Saved entries:
>>>>>
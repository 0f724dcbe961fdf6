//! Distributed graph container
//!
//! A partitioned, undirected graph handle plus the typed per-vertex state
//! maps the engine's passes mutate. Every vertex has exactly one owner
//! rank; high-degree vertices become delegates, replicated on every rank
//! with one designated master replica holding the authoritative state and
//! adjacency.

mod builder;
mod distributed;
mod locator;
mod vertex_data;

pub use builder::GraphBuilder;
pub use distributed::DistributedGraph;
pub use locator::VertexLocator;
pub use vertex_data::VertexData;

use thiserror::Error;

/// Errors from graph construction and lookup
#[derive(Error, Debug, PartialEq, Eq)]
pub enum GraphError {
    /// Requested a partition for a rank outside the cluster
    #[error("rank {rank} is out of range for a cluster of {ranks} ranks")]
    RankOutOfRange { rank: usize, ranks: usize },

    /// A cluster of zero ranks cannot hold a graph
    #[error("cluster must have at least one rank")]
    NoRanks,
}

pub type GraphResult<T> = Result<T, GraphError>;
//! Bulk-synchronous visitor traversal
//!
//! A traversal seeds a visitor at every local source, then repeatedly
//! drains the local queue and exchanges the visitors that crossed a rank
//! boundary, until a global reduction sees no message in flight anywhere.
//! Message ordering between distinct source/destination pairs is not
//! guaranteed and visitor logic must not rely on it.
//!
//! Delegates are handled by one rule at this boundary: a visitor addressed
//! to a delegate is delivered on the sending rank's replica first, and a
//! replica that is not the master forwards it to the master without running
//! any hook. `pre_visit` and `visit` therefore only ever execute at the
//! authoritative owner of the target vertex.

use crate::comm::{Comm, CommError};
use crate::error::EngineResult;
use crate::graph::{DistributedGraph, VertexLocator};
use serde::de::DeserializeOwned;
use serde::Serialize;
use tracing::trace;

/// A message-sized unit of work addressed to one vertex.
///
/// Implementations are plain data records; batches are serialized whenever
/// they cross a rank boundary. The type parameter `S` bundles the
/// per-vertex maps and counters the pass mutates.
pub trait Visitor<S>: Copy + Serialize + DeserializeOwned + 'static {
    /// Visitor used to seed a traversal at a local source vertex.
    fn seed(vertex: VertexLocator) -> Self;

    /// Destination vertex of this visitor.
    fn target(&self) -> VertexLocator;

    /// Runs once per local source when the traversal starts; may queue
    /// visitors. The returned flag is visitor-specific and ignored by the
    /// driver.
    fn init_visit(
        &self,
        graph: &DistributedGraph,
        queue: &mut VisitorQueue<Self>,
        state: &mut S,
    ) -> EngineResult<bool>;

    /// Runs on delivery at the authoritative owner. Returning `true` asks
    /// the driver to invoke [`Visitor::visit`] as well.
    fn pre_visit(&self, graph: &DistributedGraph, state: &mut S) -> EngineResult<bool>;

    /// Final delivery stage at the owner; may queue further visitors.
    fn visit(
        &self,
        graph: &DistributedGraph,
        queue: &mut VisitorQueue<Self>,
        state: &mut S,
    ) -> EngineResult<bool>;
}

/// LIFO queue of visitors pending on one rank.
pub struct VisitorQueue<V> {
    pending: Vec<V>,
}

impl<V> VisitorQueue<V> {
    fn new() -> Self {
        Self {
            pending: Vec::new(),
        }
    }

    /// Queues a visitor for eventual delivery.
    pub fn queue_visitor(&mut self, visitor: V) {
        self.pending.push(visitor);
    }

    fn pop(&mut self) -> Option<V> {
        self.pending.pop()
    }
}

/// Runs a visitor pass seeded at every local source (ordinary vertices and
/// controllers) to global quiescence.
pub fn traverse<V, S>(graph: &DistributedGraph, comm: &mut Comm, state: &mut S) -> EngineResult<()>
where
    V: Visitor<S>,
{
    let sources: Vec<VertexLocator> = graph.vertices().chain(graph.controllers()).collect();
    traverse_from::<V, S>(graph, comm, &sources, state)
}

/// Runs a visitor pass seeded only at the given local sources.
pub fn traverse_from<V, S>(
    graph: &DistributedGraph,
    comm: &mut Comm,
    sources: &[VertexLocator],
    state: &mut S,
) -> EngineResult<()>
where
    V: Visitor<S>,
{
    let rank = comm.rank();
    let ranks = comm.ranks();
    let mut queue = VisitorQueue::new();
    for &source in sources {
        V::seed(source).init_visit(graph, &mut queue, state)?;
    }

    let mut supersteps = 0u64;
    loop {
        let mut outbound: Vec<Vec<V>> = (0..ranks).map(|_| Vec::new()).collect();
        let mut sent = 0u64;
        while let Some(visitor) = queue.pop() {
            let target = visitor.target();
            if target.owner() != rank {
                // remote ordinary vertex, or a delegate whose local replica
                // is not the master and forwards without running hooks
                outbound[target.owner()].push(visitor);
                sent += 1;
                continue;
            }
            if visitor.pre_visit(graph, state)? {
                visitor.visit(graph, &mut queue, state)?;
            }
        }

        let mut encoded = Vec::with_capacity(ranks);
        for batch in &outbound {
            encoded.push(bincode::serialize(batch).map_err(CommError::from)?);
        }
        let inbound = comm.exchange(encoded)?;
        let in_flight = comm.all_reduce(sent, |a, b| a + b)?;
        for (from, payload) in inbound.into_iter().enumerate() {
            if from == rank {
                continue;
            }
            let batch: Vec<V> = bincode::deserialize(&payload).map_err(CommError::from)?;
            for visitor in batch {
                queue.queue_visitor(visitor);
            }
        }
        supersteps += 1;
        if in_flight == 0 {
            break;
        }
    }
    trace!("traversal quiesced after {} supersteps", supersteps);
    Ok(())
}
<<<<<
▸ TASK REQUIREMENTS:
From the records above, return each line that has the string "without".

▸ RESULT OF THE EXERCISE:
//! replica that is not the master forwards it to the master without running
                // is not the master and forwards without running hooks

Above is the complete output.